All of this should lead us to wonder how such a reaction plays out in the hearts and minds of people who feel genuine concern at what is alleged to be happening in the world. Christians might feel that securing the boundaries against ‘extinction talk’ will in some way garrison their own arena of belief, but only in the sense that it shuts off meaningful communication with their world. The science behind ‘climate change’ is complex and well outside of the skill set of many Christians, and the evidence of a violent planet ought not to surprise Christians who understand the vital linkage between cosmology and eschatology which biblical theology suggests to us. In the ears of our world the constant Christian message of climate change denial sounds laissez-faire at best, and arrogant at worst. Combine this with a rapture theology which has held sway, particularly in the United States, and the Christian voice can sound as though escapology rather than eschatology is our area of interest. In a world which lauds the bland nicety of ‘kindness’ such strident denial also can sound brash, harsh, and unsympathetic to the genuine concerns of others.

For these reasons, we might be best to mute the megaphone which is raging into the hurricane of climate discourse. It is unlikely to persuade anyone of the gospel, it is not part of our mandate as disciples, and it is seldom based on well reasoned argument.

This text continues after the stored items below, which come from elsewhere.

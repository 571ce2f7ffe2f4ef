//! Incident model and its admin request bodies.

use chrono::{DateTime, Utc};
use serde::{Deserialize, Serialize};

/// A named external reference supporting an incident.
#[derive(Debug, Clone, Serialize, Deserialize, PartialEq, Eq)]
pub struct Source {
    pub name: String,
    pub url: String,
}

/// A single reported incident.
#[derive(Debug, Clone, Serialize, Deserialize, PartialEq)]
#[serde(rename_all = "camelCase")]
pub struct Incident {
    pub id: String,
    pub title: String,
    pub description: String,
    pub location_raw: String,
    pub incident_date: DateTime<Utc>,
    #[serde(default)]
    pub sources: Vec<Source>,
    pub is_verified: bool,
    #[serde(default)]
    pub prayer_count: i64,
    #[serde(skip_serializing_if = "Option::is_none")]
    pub summary: Option<String>,
    #[serde(skip_serializing_if = "Option::is_none")]
    pub image_url: Option<String>,
    pub created_at: String,
    pub updated_at: String,
    /// Internal version for optimistic concurrency control on admin edits
    #[serde(default)]
    pub version: i64,
}

impl Incident {
    /// Date badge text shown on cards, e.g. `Mar 7, 2024`.
    pub fn card_date(&self) -> String {
        self.incident_date.format("%b %-d, %Y").to_string()
    }
}

/// Request body for creating a new incident.
#[derive(Debug, Clone, Serialize, Deserialize)]
#[serde(rename_all = "camelCase")]
pub struct CreateIncidentRequest {
    pub title: String,
    #[serde(default)]
    pub description: String,
    #[serde(default)]
    pub location_raw: String,
    pub incident_date: DateTime<Utc>,
    #[serde(default)]
    pub sources: Vec<Source>,
    #[serde(default)]
    pub is_verified: bool,
    #[serde(default, skip_serializing_if = "Option::is_none")]
    pub summary: Option<String>,
    #[serde(default, skip_serializing_if = "Option::is_none")]
    pub image_url: Option<String>,
}

/// Request body for updating an existing incident.
#[derive(Debug, Clone, Default, Serialize, Deserialize)]
#[serde(rename_all = "camelCase")]
pub struct UpdateIncidentRequest {
    #[serde(default, skip_serializing_if = "Option::is_none")]
    pub title: Option<String>,
    #[serde(default, skip_serializing_if = "Option::is_none")]
    pub description: Option<String>,
    #[serde(default, skip_serializing_if = "Option::is_none")]
    pub location_raw: Option<String>,
    #[serde(default, skip_serializing_if = "Option::is_none")]
    pub incident_date: Option<DateTime<Utc>>,
    #[serde(default, skip_serializing_if = "Option::is_none")]
    pub sources: Option<Vec<Source>>,
    #[serde(default, skip_serializing_if = "Option::is_none")]
    pub is_verified: Option<bool>,
    /// A blank string clears the summary.
    #[serde(default, skip_serializing_if = "Option::is_none")]
    pub summary: Option<String>,
    /// A blank string clears the image.
    #[serde(default, skip_serializing_if = "Option::is_none")]
    pub image_url: Option<String>,
    /// Expected version for optimistic concurrency control
    #[serde(default, skip_serializing_if = "Option::is_none")]
    pub expected_version: Option<i64>,
}
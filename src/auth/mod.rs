//! Service-key authentication and operator password digests.
//!
//! Implements constant-time comparison to mitigate timing attacks.

use axum::{
    extract::Request,
    http::header,
    middleware::Next,
    response::{IntoResponse, Response},
};
use sha2::{Digest, Sha256};
use subtle::ConstantTimeEq;

use crate::errors::AppError;

/// Header name for the service key.
pub const API_KEY_HEADER: &str = "x-api-key";

/// Service-key layer for admin routes; takes the expected key as a parameter.
pub async fn service_key_layer(
    expected_key: Option<String>,
    request: Request,
    next: Next,
) -> Response {
    // If no key is configured, allow all requests (dev mode)
    let Some(expected) = expected_key else {
        return next.run(request).await;
    };

    let provided = request
        .headers()
        .get(API_KEY_HEADER)
        .and_then(|v| v.to_str().ok())
        .or_else(|| {
            request
                .headers()
                .get(header::AUTHORIZATION)
                .and_then(|v| v.to_str().ok())
                .and_then(|s| s.strip_prefix("Bearer "))
        })
        .map(|s| s.to_string());

    match provided {
        Some(key) if constant_time_compare(&key, &expected) => next.run(request).await,
        Some(_) => AppError::Unauthorized("Invalid service key".to_string()).into_response(),
        None => {
            AppError::Unauthorized("Missing or invalid service key".to_string()).into_response()
        }
    }
}

/// SHA-256 hex digest of an operator password, the format stored in `dashboard_users`.
pub fn hash_password(password: &str) -> String {
    let mut hasher = Sha256::new();
    hasher.update(password.as_bytes());
    format!("{:x}", hasher.finalize())
}

/// Check a plaintext password against a stored digest.
pub fn verify_password(password: &str, stored_hash: &str) -> bool {
    constant_time_compare(&hash_password(password), stored_hash)
}

/// Perform constant-time string comparison.
fn constant_time_compare(a: &str, b: &str) -> bool {
    a.as_bytes().ct_eq(b.as_bytes()).into()
}
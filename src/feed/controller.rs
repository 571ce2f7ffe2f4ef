//! Feed state controller: pagination, search resets and stale-response discarding.

use std::collections::HashSet;
use std::sync::Arc;

use tokio::sync::RwLock;

use crate::errors::AppError;
use crate::gateway::FeedGateway;
use crate::models::{Incident, IncidentQuery, Page};

/// Client-side view of the incident feed.
#[derive(Debug, Clone, Default)]
pub struct FeedState {
    /// Accumulated incidents in retrieval order (newest first).
    pub incidents: Vec<Incident>,
    /// Active search term; empty means unfiltered.
    pub search: String,
    /// Number of pages applied under the current generation.
    pub page: usize,
    pub loading: bool,
    pub has_more: bool,
    /// Set once the first fetch has succeeded.
    pub synced: bool,
    /// Bumped by every reset; fetches carry the value they were issued under.
    pub generation: u64,
    /// Incident open in the detail view.
    pub selected: Option<Incident>,
}

/// What a single `load_page` call did to the feed.
#[derive(Debug, Clone, PartialEq)]
pub enum LoadOutcome {
    /// Rows were merged into the feed.
    Applied { fetched: usize, total: usize },
    /// Nothing issued: a fetch is already in flight or the stream is exhausted.
    Skipped,
    /// The response arrived after a reset and was dropped.
    Stale,
    /// The request failed; state is unchanged.
    Failed(AppError),
}

/// Everything a fetch needs, captured under the lock when it is issued.
#[derive(Debug, Clone)]
struct FetchTicket {
    generation: u64,
    search: String,
    page: usize,
}

/// Owns the feed state and issues incident queries through a [`FeedGateway`].
pub struct FeedController<G> {
    gateway: Arc<G>,
    state: Arc<RwLock<FeedState>>,
}

impl<G> Clone for FeedController<G> {
    fn clone(&self) -> Self {
        Self {
            gateway: Arc::clone(&self.gateway),
            state: Arc::clone(&self.state),
        }
    }
}

impl<G: FeedGateway> FeedController<G> {
    pub fn new(gateway: Arc<G>) -> Self {
        Self {
            gateway,
            state: Arc::new(RwLock::new(FeedState {
                has_more: true,
                ..FeedState::default()
            })),
        }
    }

    pub(crate) fn gateway(&self) -> &Arc<G> {
        &self.gateway
    }

    pub(crate) fn shared_state(&self) -> &Arc<RwLock<FeedState>> {
        &self.state
    }

    /// Cloned view of the current state for rendering.
    pub async fn snapshot(&self) -> FeedState {
        self.state.read().await.clone()
    }

    /// Load the first page again (`reset`) or append the next one.
    ///
    /// A reset clears the list and supersedes every fetch still in flight. A next-page
    /// request is only issued when nothing is loading and more rows exist.
    pub async fn load_page(&self, reset: bool) -> LoadOutcome {
        let ticket = if reset {
            Some(self.begin_reset(None).await)
        } else {
            self.begin_next().await
        };

        match ticket {
            Some(ticket) => self.fetch(ticket).await,
            None => LoadOutcome::Skipped,
        }
    }

    /// Change the search term and reload from the first page.
    pub async fn set_search(&self, term: impl Into<String>) -> LoadOutcome {
        let ticket = self.begin_reset(Some(term.into())).await;
        self.fetch(ticket).await
    }

    /// Presentation signal that the last rendered card is visible.
    pub async fn on_last_item_visible(&self) -> LoadOutcome {
        self.load_page(false).await
    }

    /// Open the detail view for an incident already in the feed.
    pub async fn open_details(&self, incident_id: &str) -> Option<Incident> {
        let mut state = self.state.write().await;
        let incident = state
            .incidents
            .iter()
            .find(|incident| incident.id == incident_id)
            .cloned();
        state.selected = incident.clone();
        incident
    }

    pub async fn close_details(&self) {
        self.state.write().await.selected = None;
    }

    async fn begin_reset(&self, search: Option<String>) -> FetchTicket {
        let mut state = self.state.write().await;
        if let Some(term) = search {
            state.search = term;
        }
        state.generation += 1;
        state.incidents.clear();
        state.page = 0;
        state.has_more = true;
        state.loading = true;

        FetchTicket {
            generation: state.generation,
            search: state.search.clone(),
            page: 0,
        }
    }

    async fn begin_next(&self) -> Option<FetchTicket> {
        let mut state = self.state.write().await;
        if state.loading || !state.has_more {
            return None;
        }
        state.loading = true;

        Some(FetchTicket {
            generation: state.generation,
            search: state.search.clone(),
            page: state.page,
        })
    }

    async fn fetch(&self, ticket: FetchTicket) -> LoadOutcome {
        let query = IncidentQuery::page(&ticket.search, ticket.page);
        tracing::debug!(
            generation = ticket.generation,
            offset = query.offset,
            end = query.range_end(),
            search = %ticket.search,
            "Fetching incident page"
        );

        let result = self.gateway.query_incidents(&query).await;

        let mut state = self.state.write().await;
        if state.generation != ticket.generation {
            tracing::debug!(
                issued = ticket.generation,
                current = state.generation,
                "Discarding stale incident page"
            );
            return LoadOutcome::Stale;
        }

        state.loading = false;
        match result {
            Ok(page) => apply_page(&mut state, &ticket, page),
            Err(err) => {
                tracing::warn!("Fetch error: {}", err);
                LoadOutcome::Failed(err)
            }
        }
    }
}

fn apply_page(state: &mut FeedState, ticket: &FetchTicket, page: Page<Incident>) -> LoadOutcome {
    let accumulated = state.incidents.len();
    let fetched = page.rows.len();

    let mut seen: HashSet<String> = state.incidents.iter().map(|i| i.id.clone()).collect();
    for incident in page.rows {
        if seen.insert(incident.id.clone()) {
            state.incidents.push(incident);
        }
    }

    state.page = ticket.page + 1;
    state.has_more = fetched > 0 && accumulated + fetched < page.total;
    state.synced = true;

    LoadOutcome::Applied {
        fetched,
        total: page.total,
    }
}
//! Client-side collaborators of the feed core: local visitor state and the admin console.

mod admin;
mod local_state;

pub use admin::*;
pub use local_state::*;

2. The ‘extinction rebellion’ gives us access to an unknown god
A more helpful, and certainly a more Pauline, approach to environmental issues might be to recognise the presenting symptoms and the underlying causes of climate change concerns. At a superficial level there is little for us to become too concerned about, and much that we might support, about reducing our carbon output and offsetting the damage done to the planet. As Christians we believe in good stewardship of the physical world, the Mosaic laws of the Old Testament make powerful provision for the protection and nurture of the natural world and livestock, and the New Testament is rich in agrarian metaphor and delight in the divinely intricate systems that clothe flowers and feed birds. Of all people we should be those who recognise that with the ‘progress’ of the Industrial Revolution and the steamrolling rise of Modernism, has come at a dreadful cost to the planet and to the dignity of people. If anything, Christians ought to have been far ahead of the rest of the world in advocating for fairness, for compassion, and for care of the world which God has gifted to us. It is to our shame that this has seldom been the case.

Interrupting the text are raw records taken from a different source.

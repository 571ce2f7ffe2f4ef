//! Client core for the incident feed.
//!
//! [`FeedController`] owns pagination and search state; [`PrayerReconciler`] applies
//! prayer commitments to that same state. Both reach the data service only through
//! [`crate::gateway::FeedGateway`].

mod controller;
#[cfg(test)]
pub(crate) mod mock;
mod reconciler;

pub use controller::*;
pub use reconciler::*;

In terms of the more fundamental issues which underlie the ‘extinction rebellion’ this is even more productive ground for the gospel. When Paul went to Athens in Acts 17 he didn’t pulverise the altar to the unknown god, he didn’t assume the mantle of an iconoclast, instead he transposed the motives – and sought to reorient the hearts – of those who bowed in that place. Paul could see the emptiness of Athens, his heart was stirred at what he perceived there, and yet his message at Mars Hill was not an angry chainsaw at the trunk of paganism, but a probing of its roots and a transplanting of its affections over to the one true God. This, surely, ought to be our approach and response to climate concerns. Behind the people on the streets, the mass demonstrations, the fasting in protest at the condition of the cosmos, and writing and shouting and tweeting – the mass panic – lie a whole host of assumptions and insecurities which the gospel can more than meet.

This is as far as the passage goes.